**Exercise objective:** Print the first line of the data below and every one after it, through the line containing "#![allow(dead_code)]", exactly as written.

Top of Extracted records

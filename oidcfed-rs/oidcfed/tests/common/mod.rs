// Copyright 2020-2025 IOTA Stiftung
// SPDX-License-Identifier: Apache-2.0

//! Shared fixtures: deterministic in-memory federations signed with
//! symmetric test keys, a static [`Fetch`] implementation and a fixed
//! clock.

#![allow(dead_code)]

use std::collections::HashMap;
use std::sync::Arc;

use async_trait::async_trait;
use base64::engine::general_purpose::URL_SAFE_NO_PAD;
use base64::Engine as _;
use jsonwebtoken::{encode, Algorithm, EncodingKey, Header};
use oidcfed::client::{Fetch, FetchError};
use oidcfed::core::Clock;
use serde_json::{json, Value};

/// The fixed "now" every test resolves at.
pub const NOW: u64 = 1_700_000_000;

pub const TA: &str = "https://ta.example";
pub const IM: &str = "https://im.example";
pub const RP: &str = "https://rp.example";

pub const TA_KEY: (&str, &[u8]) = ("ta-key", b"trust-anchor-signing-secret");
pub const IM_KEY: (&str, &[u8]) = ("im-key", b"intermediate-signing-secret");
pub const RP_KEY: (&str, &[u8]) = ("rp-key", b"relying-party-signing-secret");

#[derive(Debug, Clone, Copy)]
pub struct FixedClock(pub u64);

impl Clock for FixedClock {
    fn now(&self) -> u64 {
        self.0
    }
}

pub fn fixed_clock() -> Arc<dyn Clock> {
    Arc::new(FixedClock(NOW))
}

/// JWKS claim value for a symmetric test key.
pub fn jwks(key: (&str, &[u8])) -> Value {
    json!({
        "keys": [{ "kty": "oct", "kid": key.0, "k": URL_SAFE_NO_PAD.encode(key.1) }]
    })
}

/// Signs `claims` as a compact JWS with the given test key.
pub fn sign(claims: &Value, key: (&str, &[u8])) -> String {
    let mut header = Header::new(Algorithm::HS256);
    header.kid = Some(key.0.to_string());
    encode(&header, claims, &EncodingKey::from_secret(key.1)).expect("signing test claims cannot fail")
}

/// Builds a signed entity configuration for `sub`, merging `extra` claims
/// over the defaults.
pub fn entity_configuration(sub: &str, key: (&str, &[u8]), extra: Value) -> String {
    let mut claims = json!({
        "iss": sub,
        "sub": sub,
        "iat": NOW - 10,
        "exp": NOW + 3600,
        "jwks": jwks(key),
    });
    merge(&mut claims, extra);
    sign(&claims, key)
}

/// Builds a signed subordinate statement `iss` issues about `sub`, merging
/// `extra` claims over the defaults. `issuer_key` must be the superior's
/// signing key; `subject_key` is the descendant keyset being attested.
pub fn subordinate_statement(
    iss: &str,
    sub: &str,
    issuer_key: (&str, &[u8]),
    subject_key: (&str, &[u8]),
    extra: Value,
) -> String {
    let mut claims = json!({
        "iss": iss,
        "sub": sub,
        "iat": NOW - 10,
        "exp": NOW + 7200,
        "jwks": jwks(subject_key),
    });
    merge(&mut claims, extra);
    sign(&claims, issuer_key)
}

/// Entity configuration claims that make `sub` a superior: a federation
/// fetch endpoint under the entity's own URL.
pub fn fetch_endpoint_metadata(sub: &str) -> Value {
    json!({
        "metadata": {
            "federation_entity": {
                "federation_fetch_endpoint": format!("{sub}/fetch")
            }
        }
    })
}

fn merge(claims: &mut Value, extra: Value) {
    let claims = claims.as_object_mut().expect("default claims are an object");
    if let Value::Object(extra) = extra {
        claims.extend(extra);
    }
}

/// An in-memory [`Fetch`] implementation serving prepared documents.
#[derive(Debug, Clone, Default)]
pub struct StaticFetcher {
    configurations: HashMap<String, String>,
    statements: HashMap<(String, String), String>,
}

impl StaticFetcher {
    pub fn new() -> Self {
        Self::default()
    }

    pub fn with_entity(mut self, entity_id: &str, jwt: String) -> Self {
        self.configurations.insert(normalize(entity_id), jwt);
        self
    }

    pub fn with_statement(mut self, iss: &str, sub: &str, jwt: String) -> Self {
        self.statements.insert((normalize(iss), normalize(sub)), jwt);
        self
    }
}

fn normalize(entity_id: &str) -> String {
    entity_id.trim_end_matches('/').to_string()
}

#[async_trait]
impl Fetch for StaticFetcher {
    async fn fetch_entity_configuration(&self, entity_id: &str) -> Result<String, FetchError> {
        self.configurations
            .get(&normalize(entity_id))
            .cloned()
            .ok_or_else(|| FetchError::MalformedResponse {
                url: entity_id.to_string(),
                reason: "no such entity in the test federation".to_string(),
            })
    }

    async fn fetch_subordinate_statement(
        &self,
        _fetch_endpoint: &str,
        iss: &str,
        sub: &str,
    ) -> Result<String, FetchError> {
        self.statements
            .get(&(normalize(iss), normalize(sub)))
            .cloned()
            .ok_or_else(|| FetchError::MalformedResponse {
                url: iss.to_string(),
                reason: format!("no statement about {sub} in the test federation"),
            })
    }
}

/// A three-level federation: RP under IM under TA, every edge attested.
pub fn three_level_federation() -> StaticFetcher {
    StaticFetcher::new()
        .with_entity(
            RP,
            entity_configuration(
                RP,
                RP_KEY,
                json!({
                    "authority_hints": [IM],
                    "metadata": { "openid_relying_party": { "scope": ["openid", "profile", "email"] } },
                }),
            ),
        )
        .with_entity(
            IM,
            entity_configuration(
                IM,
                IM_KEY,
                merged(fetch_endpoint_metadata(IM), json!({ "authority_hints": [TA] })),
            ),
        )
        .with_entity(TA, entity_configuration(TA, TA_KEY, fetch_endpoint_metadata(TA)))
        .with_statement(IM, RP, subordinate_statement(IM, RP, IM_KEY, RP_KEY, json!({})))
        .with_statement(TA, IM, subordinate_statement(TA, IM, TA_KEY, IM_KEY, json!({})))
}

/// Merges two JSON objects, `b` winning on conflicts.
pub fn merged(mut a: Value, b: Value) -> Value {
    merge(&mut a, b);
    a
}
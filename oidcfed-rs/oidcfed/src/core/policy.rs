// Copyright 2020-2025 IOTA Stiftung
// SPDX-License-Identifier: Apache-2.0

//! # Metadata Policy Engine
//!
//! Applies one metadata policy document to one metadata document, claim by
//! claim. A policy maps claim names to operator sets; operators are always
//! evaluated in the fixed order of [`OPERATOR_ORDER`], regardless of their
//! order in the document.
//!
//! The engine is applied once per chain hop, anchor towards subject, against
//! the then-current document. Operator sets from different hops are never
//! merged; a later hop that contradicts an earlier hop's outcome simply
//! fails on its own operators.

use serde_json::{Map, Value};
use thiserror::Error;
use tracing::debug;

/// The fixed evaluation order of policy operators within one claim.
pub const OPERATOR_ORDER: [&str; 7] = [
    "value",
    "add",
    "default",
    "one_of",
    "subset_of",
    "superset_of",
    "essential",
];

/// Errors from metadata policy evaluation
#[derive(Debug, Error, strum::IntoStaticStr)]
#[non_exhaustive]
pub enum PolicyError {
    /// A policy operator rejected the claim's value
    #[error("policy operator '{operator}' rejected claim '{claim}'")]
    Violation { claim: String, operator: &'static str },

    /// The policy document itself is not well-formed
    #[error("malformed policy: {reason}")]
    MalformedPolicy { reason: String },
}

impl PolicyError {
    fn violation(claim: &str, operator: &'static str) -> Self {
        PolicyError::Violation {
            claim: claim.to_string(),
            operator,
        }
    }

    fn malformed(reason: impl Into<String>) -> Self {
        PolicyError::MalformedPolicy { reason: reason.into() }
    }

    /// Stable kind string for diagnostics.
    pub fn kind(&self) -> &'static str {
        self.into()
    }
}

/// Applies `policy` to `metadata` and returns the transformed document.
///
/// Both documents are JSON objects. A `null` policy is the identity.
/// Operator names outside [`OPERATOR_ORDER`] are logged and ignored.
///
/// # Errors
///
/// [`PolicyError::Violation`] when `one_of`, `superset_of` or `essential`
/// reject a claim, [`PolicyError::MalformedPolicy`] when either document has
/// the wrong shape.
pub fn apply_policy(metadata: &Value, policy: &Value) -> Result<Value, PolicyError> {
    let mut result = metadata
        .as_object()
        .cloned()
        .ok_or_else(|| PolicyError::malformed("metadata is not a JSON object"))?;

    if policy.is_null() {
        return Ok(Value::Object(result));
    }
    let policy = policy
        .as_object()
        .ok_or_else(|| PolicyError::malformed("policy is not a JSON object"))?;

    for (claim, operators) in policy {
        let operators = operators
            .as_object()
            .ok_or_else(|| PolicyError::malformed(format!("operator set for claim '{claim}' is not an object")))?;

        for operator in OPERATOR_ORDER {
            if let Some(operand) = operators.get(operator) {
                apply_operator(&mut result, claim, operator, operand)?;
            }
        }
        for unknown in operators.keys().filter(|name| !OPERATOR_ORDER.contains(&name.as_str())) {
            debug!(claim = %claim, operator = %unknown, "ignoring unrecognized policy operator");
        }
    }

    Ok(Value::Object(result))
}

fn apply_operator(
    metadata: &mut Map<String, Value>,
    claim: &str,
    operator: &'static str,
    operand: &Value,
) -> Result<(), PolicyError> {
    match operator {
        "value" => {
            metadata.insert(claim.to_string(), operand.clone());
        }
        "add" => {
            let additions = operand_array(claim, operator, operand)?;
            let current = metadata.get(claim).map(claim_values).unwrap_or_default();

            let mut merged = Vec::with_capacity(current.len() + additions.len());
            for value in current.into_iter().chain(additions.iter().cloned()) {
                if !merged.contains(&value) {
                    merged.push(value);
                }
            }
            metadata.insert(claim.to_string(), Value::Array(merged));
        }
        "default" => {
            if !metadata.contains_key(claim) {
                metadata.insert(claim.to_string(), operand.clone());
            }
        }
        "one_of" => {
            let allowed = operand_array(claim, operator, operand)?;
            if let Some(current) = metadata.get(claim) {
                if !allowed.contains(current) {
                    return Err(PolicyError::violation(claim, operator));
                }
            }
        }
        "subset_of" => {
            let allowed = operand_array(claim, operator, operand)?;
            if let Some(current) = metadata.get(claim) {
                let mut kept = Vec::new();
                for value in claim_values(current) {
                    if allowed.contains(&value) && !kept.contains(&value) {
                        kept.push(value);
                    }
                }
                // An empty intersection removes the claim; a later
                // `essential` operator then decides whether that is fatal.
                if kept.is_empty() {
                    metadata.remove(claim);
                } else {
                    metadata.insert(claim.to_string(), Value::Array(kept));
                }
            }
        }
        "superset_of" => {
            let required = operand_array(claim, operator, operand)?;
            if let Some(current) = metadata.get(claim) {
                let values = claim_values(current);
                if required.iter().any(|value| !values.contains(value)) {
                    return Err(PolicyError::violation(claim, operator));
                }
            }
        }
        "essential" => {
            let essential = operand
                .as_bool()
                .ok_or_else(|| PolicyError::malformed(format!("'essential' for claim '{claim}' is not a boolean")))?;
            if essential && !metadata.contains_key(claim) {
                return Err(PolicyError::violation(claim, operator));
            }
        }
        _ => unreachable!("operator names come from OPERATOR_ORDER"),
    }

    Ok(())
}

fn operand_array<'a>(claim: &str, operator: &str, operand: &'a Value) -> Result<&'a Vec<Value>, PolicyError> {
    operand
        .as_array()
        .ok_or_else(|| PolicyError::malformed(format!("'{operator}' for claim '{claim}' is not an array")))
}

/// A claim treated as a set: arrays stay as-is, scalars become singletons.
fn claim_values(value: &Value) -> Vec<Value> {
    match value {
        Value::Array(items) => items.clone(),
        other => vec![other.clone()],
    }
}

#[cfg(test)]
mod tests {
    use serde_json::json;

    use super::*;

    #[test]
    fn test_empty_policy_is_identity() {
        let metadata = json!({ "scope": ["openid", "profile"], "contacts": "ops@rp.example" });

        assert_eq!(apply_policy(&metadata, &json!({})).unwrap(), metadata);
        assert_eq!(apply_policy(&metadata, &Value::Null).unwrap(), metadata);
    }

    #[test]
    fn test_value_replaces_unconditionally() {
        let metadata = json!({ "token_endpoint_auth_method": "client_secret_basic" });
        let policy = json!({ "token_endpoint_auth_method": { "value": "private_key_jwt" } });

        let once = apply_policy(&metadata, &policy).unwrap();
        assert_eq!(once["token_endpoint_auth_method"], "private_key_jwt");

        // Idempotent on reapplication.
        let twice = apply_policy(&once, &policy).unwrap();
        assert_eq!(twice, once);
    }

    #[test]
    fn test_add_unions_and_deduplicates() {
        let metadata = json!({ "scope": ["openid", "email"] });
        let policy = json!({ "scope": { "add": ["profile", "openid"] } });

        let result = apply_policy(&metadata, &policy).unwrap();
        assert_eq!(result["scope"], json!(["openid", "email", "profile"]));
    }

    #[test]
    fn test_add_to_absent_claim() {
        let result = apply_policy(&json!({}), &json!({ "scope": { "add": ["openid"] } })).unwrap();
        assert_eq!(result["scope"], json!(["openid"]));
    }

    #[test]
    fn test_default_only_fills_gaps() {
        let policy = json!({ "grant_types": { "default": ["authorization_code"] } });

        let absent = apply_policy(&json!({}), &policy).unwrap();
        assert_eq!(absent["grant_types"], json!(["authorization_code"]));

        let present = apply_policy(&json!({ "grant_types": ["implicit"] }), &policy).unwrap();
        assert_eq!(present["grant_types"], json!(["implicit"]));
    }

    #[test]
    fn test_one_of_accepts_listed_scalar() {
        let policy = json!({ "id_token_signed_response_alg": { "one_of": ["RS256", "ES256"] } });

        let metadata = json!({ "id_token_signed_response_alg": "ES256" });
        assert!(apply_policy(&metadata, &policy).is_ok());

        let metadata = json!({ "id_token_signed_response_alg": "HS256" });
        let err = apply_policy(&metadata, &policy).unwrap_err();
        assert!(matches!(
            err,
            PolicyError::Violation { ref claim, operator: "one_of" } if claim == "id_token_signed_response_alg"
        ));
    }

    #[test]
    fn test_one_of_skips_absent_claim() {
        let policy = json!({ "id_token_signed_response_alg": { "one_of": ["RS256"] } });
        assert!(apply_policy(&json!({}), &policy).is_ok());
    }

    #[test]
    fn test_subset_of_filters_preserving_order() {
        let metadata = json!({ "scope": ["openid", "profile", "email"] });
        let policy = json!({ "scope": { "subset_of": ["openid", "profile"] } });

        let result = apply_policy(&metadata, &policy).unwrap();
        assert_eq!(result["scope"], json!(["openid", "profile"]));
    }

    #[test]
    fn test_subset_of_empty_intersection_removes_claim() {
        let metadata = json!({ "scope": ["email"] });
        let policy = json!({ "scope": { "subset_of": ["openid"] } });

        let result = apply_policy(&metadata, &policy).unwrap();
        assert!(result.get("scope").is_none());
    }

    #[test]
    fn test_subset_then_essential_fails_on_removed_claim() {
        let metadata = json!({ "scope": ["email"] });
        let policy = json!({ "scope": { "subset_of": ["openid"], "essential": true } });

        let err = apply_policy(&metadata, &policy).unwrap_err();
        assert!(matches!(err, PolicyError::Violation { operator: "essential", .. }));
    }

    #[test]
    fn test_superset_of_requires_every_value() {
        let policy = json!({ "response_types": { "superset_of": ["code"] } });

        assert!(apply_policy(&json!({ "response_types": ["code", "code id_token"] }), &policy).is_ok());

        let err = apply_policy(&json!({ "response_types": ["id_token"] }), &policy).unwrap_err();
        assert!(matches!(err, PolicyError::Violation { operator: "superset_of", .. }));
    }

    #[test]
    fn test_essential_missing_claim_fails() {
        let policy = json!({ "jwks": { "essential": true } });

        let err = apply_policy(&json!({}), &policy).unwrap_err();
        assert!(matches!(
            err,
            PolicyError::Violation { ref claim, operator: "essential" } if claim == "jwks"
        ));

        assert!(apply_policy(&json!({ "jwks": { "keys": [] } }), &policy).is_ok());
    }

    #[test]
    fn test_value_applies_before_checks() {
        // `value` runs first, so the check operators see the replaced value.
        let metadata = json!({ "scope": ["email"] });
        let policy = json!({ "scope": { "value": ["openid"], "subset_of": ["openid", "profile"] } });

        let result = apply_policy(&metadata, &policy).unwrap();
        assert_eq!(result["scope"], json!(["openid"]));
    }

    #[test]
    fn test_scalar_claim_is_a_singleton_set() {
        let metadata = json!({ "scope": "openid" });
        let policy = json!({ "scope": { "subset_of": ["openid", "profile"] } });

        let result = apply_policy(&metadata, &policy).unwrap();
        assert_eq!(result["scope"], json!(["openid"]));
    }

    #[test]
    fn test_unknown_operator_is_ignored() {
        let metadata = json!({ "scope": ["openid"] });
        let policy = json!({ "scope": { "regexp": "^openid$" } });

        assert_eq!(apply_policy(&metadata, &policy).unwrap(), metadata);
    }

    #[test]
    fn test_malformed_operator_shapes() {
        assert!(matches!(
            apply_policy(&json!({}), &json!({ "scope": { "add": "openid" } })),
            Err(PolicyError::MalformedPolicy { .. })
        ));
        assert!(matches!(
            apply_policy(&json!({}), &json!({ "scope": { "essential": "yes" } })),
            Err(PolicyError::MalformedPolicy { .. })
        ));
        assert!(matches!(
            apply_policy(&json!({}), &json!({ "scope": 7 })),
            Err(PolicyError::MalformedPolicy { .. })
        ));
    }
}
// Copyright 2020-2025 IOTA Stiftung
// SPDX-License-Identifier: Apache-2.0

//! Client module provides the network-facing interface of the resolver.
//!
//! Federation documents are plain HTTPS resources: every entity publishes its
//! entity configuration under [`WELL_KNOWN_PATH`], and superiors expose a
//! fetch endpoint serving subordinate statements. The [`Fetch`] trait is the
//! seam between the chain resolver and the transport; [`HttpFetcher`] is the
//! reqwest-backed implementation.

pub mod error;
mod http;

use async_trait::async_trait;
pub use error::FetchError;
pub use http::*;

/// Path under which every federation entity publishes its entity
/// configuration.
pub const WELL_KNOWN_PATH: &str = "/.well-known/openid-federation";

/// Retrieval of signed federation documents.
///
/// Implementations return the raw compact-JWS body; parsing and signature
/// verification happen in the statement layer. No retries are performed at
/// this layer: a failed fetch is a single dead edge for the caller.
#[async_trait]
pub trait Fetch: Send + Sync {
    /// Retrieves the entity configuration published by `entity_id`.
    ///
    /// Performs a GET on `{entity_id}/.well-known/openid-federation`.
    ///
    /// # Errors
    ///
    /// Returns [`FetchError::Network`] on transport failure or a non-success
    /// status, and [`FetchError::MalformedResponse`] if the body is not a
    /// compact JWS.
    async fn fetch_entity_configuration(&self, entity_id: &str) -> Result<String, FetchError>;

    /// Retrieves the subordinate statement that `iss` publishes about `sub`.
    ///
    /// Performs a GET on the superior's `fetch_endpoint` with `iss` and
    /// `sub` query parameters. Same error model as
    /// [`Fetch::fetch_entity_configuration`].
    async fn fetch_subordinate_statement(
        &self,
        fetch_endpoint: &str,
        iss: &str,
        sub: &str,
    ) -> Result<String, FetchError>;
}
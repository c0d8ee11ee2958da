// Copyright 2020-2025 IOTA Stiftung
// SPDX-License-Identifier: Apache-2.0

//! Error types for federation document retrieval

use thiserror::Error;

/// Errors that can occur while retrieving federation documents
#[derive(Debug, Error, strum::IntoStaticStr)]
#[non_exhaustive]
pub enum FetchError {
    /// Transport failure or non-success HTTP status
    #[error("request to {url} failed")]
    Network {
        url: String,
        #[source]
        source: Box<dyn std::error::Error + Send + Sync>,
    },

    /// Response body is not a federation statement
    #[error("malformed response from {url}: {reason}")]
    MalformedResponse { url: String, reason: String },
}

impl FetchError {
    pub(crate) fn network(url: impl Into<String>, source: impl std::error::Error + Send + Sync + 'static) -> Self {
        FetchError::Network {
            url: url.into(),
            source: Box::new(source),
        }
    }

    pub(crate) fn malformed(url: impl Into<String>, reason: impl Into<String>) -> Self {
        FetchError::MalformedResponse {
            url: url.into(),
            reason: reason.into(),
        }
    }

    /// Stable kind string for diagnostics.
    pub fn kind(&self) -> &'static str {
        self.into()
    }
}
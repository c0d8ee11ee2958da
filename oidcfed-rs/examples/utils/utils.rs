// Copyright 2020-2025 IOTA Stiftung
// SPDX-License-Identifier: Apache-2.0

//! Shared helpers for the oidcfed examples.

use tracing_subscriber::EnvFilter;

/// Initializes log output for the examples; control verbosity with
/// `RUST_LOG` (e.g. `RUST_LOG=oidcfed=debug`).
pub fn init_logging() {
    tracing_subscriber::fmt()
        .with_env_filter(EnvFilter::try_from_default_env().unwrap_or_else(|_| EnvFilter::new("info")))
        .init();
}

Bottom of Extracted records

**Response below:**
filename oidcfed-rs/oidcfed/tests/common/mod.rs
// Copyright 2020-2025 IOTA Stiftung
// SPDX-License-Identifier: Apache-2.0

//! Shared fixtures: deterministic in-memory federations signed with
//! symmetric test keys, a static [`Fetch`] implementation and a fixed
//! clock.

#![allow(dead_code)]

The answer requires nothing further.